* [What to do]: In the entries below, how many lines contain the string "presteps"? Respond with the number only.

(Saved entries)
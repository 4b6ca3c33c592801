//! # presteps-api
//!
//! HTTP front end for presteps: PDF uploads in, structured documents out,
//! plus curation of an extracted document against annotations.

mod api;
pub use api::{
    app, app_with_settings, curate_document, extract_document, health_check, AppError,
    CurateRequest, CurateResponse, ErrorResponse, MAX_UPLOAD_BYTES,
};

* [Response box]: 2